In the meantime, altering a protein means, to the best of my knowledge, simply that we are talking about a folding alteration, not an amino acid change. We are still not sure how proteins 'know' how to fold, are we? (rhetorical). What I have learned from those working in the field of microbiology and genetics, however, is that no cell has ever been seen to make a protein which is new to it. I assume you know this is referred to as a 'de novo' protein. A protein which is made according to a pre-established pattern in the cell is not de novo, whether or not it folds properly.
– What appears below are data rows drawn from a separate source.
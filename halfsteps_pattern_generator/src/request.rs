use std::path::Path;

use anyhow::Context;
use serde::{Deserialize, Serialize};
use walk_core::{transforms::isometry_from_pose, Footprint, Point, Pose};

use crate::{
    parameters::PatternGeneratorParameters, pattern_generator::HalfStepsPatternGenerator,
    solver::HalfStepsSolver,
};

/// Everything needed to plan one walk, as stored in a TOML request file.
#[derive(Debug, Clone, PartialEq, Serialize, Deserialize)]
#[serde(default)]
pub struct PlanRequest {
    pub initial_left_foot_position: Pose,
    pub initial_right_foot_position: Pose,
    pub initial_center_of_mass_position: Point,
    pub start_with_left_foot: bool,
    pub parameters: PatternGeneratorParameters,
    pub footprints: Vec<Footprint>,
}

impl Default for PlanRequest {
    fn default() -> Self {
        Self {
            initial_left_foot_position: Pose::default(),
            initial_right_foot_position: Pose::default(),
            initial_center_of_mass_position: Point::default(),
            start_with_left_foot: true,
            parameters: PatternGeneratorParameters::default(),
            footprints: Vec::new(),
        }
    }
}

impl PlanRequest {
    pub fn from_toml(text: &str) -> Result<Self, toml::de::Error> {
        toml::from_str(text)
    }

    pub fn load(path: impl AsRef<Path>) -> Result<Self, anyhow::Error> {
        let path = path.as_ref();
        let text = std::fs::read_to_string(path)
            .with_context(|| format!("couldn't read plan request {}", path.display()))?;
        Self::from_toml(&text)
            .with_context(|| format!("couldn't parse plan request {}", path.display()))
    }

    /// Generator loaded with this request's inputs, ready for `compute_trajectories`.
    pub fn to_pattern_generator<S: HalfStepsSolver>(
        &self,
        solver: S,
    ) -> HalfStepsPatternGenerator<S> {
        let mut pg = HalfStepsPatternGenerator::new_with_parameters(solver, self.parameters);
        pg.set_initial_positions(
            isometry_from_pose(self.initial_left_foot_position),
            isometry_from_pose(self.initial_right_foot_position),
            self.initial_center_of_mass_position.into(),
            self.start_with_left_foot,
        );
        pg.set_footprints(self.footprints.clone());
        pg
    }
}

#[cfg(test)]
mod test {
    use approx::assert_relative_eq;

    use super::*;
    use crate::solver::LinearHalfStepsSolver;

    const STRAIGHT_WALK: &str = include_str!("../data/straight_walk.toml");

    #[test]
    fn test_parse_straight_walk() {
        let request = PlanRequest::from_toml(STRAIGHT_WALK).unwrap();
        assert!(request.start_with_left_foot);
        assert_eq!(request.footprints.len(), 6);
        assert_eq!(request.initial_left_foot_position.position.y, 0.19);
        assert_eq!(request.initial_left_foot_position.orientation.w, 1.0);
        assert_eq!(request.initial_center_of_mass_position.z, 0.8);
        assert_eq!(request.footprints[4].position.x, 0.75);
        assert_eq!(request.footprints[4].step_height, 0.15);
        assert_eq!(request.parameters, PatternGeneratorParameters::default());
    }

    #[test]
    fn test_parameters_override() {
        let request = PlanRequest::from_toml(
            r#"
            start_with_left_foot = false

            [parameters]
            half_step_length = 1.0
            "#,
        )
        .unwrap();
        assert!(!request.start_with_left_foot);
        assert_eq!(request.parameters.half_step_length, 1.0);
        assert_eq!(request.parameters.sampling_period, 0.005);
        assert!(request.footprints.is_empty());
    }

    #[test]
    fn test_plan_straight_walk() {
        let request = PlanRequest::from_toml(STRAIGHT_WALK).unwrap();
        let mut pg = request.to_pattern_generator(LinearHalfStepsSolver);
        assert_relative_eq!(pg.initial_center_of_mass_position().z, 0.8);
        pg.compute_trajectories().unwrap();
        assert_eq!(pg.trajectories().len(), 400 * (2 * 6 + 2));
        let left = pg.left_foot_trajectory().last().unwrap();
        assert_relative_eq!(left.translation.x, 0.75, epsilon = 1e-9);
    }
}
In addition, most proteins are disassembled by the cell rather frequently and the amino acids used to construct fresh proteins.
But where is the cell that has constructed a protein different in basic amino acid sequence (structure) from the proteins it has previously made. And if I am behind in my knowledge here and that has happened and been witnessed, what did the cell do with this new protein?
That part is not rhetorical. If you know of something here, I would be very curious to know and have the reference. Thank you.